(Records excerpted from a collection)
*****

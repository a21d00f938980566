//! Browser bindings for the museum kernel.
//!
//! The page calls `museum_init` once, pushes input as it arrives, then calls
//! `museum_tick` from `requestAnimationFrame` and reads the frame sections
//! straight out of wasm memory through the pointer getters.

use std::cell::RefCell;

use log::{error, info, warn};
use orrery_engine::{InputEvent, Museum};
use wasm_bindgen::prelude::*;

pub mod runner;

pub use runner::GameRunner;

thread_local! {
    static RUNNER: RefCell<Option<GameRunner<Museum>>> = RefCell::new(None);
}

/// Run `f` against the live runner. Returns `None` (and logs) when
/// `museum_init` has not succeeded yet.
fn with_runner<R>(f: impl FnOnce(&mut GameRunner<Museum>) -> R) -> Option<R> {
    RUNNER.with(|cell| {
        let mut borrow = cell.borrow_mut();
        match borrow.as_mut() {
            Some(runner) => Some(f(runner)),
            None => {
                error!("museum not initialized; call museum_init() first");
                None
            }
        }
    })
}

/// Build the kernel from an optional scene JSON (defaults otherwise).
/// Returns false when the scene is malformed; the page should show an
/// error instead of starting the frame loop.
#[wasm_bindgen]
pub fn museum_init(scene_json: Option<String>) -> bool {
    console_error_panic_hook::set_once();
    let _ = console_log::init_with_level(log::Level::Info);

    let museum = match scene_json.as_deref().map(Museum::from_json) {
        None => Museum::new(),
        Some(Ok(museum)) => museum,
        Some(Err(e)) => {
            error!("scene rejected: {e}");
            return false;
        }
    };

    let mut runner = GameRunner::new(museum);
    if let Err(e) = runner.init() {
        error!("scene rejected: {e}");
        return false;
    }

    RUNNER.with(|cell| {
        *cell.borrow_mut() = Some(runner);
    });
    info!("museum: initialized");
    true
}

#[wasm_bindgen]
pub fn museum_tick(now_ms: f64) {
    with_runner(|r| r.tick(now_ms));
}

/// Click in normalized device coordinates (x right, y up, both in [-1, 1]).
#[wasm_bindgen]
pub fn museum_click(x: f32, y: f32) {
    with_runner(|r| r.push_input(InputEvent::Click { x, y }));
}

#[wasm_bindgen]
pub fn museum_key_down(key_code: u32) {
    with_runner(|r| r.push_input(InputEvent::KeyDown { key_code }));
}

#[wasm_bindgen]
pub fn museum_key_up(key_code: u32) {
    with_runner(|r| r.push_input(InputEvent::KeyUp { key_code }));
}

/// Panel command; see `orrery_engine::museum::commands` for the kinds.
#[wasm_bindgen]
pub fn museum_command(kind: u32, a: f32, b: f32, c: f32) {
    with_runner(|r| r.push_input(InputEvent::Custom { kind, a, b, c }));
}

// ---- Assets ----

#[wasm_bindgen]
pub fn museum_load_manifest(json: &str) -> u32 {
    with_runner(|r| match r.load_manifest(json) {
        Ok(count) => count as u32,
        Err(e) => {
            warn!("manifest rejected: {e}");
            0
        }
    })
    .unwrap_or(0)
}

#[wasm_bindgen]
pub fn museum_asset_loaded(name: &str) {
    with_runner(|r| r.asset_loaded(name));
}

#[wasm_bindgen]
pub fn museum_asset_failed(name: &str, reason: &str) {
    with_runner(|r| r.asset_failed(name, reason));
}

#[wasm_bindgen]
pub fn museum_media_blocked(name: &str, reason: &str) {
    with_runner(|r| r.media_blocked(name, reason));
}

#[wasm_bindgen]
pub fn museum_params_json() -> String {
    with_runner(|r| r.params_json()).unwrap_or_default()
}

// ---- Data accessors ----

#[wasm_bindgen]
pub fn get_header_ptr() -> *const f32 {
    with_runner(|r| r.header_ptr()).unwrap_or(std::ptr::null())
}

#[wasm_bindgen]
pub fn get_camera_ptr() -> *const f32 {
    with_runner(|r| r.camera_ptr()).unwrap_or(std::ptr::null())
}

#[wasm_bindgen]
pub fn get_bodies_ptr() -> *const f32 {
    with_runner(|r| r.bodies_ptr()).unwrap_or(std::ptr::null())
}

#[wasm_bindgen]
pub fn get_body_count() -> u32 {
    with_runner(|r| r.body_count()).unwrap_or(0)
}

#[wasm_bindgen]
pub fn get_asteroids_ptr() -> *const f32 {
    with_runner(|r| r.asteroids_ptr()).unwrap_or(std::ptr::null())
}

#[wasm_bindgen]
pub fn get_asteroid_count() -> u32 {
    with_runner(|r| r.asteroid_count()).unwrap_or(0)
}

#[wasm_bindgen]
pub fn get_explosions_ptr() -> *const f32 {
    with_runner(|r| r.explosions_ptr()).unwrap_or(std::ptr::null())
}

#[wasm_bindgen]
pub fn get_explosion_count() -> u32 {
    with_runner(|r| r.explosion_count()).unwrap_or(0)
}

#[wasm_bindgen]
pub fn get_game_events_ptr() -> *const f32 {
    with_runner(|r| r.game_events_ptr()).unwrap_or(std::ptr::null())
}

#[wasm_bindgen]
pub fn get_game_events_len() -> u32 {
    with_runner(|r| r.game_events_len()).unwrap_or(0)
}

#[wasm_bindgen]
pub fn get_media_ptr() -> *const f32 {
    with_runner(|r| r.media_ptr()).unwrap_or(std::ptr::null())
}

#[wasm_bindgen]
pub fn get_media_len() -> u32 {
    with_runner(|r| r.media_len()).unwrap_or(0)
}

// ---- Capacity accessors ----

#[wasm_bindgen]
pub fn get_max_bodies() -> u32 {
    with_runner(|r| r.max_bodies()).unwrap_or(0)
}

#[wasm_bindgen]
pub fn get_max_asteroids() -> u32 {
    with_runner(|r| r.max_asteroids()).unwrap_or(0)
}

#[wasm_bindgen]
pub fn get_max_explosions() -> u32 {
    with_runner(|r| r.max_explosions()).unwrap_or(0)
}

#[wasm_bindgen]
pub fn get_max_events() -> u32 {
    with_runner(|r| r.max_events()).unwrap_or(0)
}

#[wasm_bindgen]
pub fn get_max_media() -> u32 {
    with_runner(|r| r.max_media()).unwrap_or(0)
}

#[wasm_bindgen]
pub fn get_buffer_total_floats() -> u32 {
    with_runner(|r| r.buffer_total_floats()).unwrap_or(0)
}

*****

WHAT THE TASK REQUIRES - Repeat the entries above verbatim.

ANSWER BOX -
repository a21d00f938980566
//! Browser bindings for the museum kernel.
//!
//! The page calls `museum_init` once, pushes input as it arrives, then calls
//! `museum_tick` from `requestAnimationFrame` and reads the frame sections
//! straight out of wasm memory through the pointer getters.

use std::cell::RefCell;

use log::{error, info, warn};
use orrery_engine::{InputEvent, Museum};
use wasm_bindgen::prelude::*;

pub mod runner;

pub use runner::GameRunner;

thread_local! {
    static RUNNER: RefCell<Option<GameRunner<Museum>>> = RefCell::new(None);
}

/// Run `f` against the live runner. Returns `None` (and logs) when
/// `museum_init` has not succeeded yet.
fn with_runner<R>(f: impl FnOnce(&mut GameRunner<Museum>) -> R) -> Option<R> {
    RUNNER.with(|cell| {
        let mut borrow = cell.borrow_mut();
        match borrow.as_mut() {
            Some(runner) => Some(f(runner)),
            None => {
                error!("museum not initialized; call museum_init() first");
                None
            }
        }
    })
}

/// Build the kernel from an optional scene JSON (defaults otherwise).
/// Returns false when the scene is malformed; the page should show an
/// error instead of starting the frame loop.
#[wasm_bindgen]
pub fn museum_init(scene_json: Option<String>) -> bool {
    console_error_panic_hook::set_once();
    let _ = console_log::init_with_level(log::Level::Info);

    let museum = match scene_json.as_deref().map(Museum::from_json) {
        None => Museum::new(),
        Some(Ok(museum)) => museum,
        Some(Err(e)) => {
            error!("scene rejected: {e}");
            return false;
        }
    };

    let mut runner = GameRunner::new(museum);
    if let Err(e) = runner.init() {
        error!("scene rejected: {e}");
        return false;
    }

    RUNNER.with(|cell| {
        *cell.borrow_mut() = Some(runner);
    });
    info!("museum: initialized");
    true
}

#[wasm_bindgen]
pub fn museum_tick(now_ms: f64) {
    with_runner(|r| r.tick(now_ms));
}

/// Click in normalized device coordinates (x right, y up, both in [-1, 1]).
#[wasm_bindgen]
pub fn museum_click(x: f32, y: f32) {
    with_runner(|r| r.push_input(InputEvent::Click { x, y }));
}

#[wasm_bindgen]
pub fn museum_key_down(key_code: u32) {
    with_runner(|r| r.push_input(InputEvent::KeyDown { key_code }));
}

#[wasm_bindgen]
pub fn museum_key_up(key_code: u32) {
    with_runner(|r| r.push_input(InputEvent::KeyUp { key_code }));
}

/// Panel command; see `orrery_engine::museum::commands` for the kinds.
#[wasm_bindgen]
pub fn museum_command(kind: u32, a: f32, b: f32, c: f32) {
    with_runner(|r| r.push_input(InputEvent::Custom { kind, a, b, c }));
}

// ---- Assets ----

#[wasm_bindgen]
pub fn museum_load_manifest(json: &str) -> u32 {
    with_runner(|r| match r.load_manifest(json) {
        Ok(count) => count as u32,
        Err(e) => {
            warn!("manifest rejected: {e}");
            0
        }
    })
    .unwrap_or(0)
}

#[wasm_bindgen]
pub fn museum_asset_loaded(name: &str) {
    with_runner(|r| r.asset_loaded(name));
}

#[wasm_bindgen]
pub fn museum_asset_failed(name: &str, reason: &str) {
    with_runner(|r| r.asset_failed(name, reason));
}

#[wasm_bindgen]
pub fn museum_media_blocked(name: &str, reason: &str) {
    with_runner(|r| r.media_blocked(name, reason));
}

#[wasm_bindgen]
pub fn museum_params_json() -> String {
    with_runner(|r| r.params_json()).unwrap_or_default()
}

// ---- Data accessors ----

#[wasm_bindgen]
pub fn get_header_ptr() -> *const f32 {
    with_runner(|r| r.header_ptr()).unwrap_or(std::ptr::null())
}

#[wasm_bindgen]
pub fn get_camera_ptr() -> *const f32 {
    with_runner(|r| r.camera_ptr()).unwrap_or(std::ptr::null())
}

#[wasm_bindgen]
pub fn get_bodies_ptr() -> *const f32 {
    with_runner(|r| r.bodies_ptr()).unwrap_or(std::ptr::null())
}

#[wasm_bindgen]
pub fn get_body_count() -> u32 {
    with_runner(|r| r.body_count()).unwrap_or(0)
}

#[wasm_bindgen]
pub fn get_asteroids_ptr() -> *const f32 {
    with_runner(|r| r.asteroids_ptr()).unwrap_or(std::ptr::null())
}

#[wasm_bindgen]
pub fn get_asteroid_count() -> u32 {
    with_runner(|r| r.asteroid_count()).unwrap_or(0)
}

#[wasm_bindgen]
pub fn get_explosions_ptr() -> *const f32 {
    with_runner(|r| r.explosions_ptr()).unwrap_or(std::ptr::null())
}

#[wasm_bindgen]
pub fn get_explosion_count() -> u32 {
    with_runner(|r| r.explosion_count()).unwrap_or(0)
}

#[wasm_bindgen]
pub fn get_game_events_ptr() -> *const f32 {
    with_runner(|r| r.game_events_ptr()).unwrap_or(std::ptr::null())
}

#[wasm_bindgen]
pub fn get_game_events_len() -> u32 {
    with_runner(|r| r.game_events_len()).unwrap_or(0)
}

#[wasm_bindgen]
pub fn get_media_ptr() -> *const f32 {
    with_runner(|r| r.media_ptr()).unwrap_or(std::ptr::null())
}

#[wasm_bindgen]
pub fn get_media_len() -> u32 {
    with_runner(|r| r.media_len()).unwrap_or(0)
}

// ---- Capacity accessors ----

#[wasm_bindgen]
pub fn get_max_bodies() -> u32 {
    with_runner(|r| r.max_bodies()).unwrap_or(0)
}

#[wasm_bindgen]
pub fn get_max_asteroids() -> u32 {
    with_runner(|r| r.max_asteroids()).unwrap_or(0)
}

#[wasm_bindgen]
pub fn get_max_explosions() -> u32 {
    with_runner(|r| r.max_explosions()).unwrap_or(0)
}

#[wasm_bindgen]
pub fn get_max_events() -> u32 {
    with_runner(|r| r.max_events()).unwrap_or(0)
}

#[wasm_bindgen]
pub fn get_max_media() -> u32 {
    with_runner(|r| r.max_media()).unwrap_or(0)
}

#[wasm_bindgen]
pub fn get_buffer_total_floats() -> u32 {
    with_runner(|r| r.buffer_total_floats()).unwrap_or(0)
}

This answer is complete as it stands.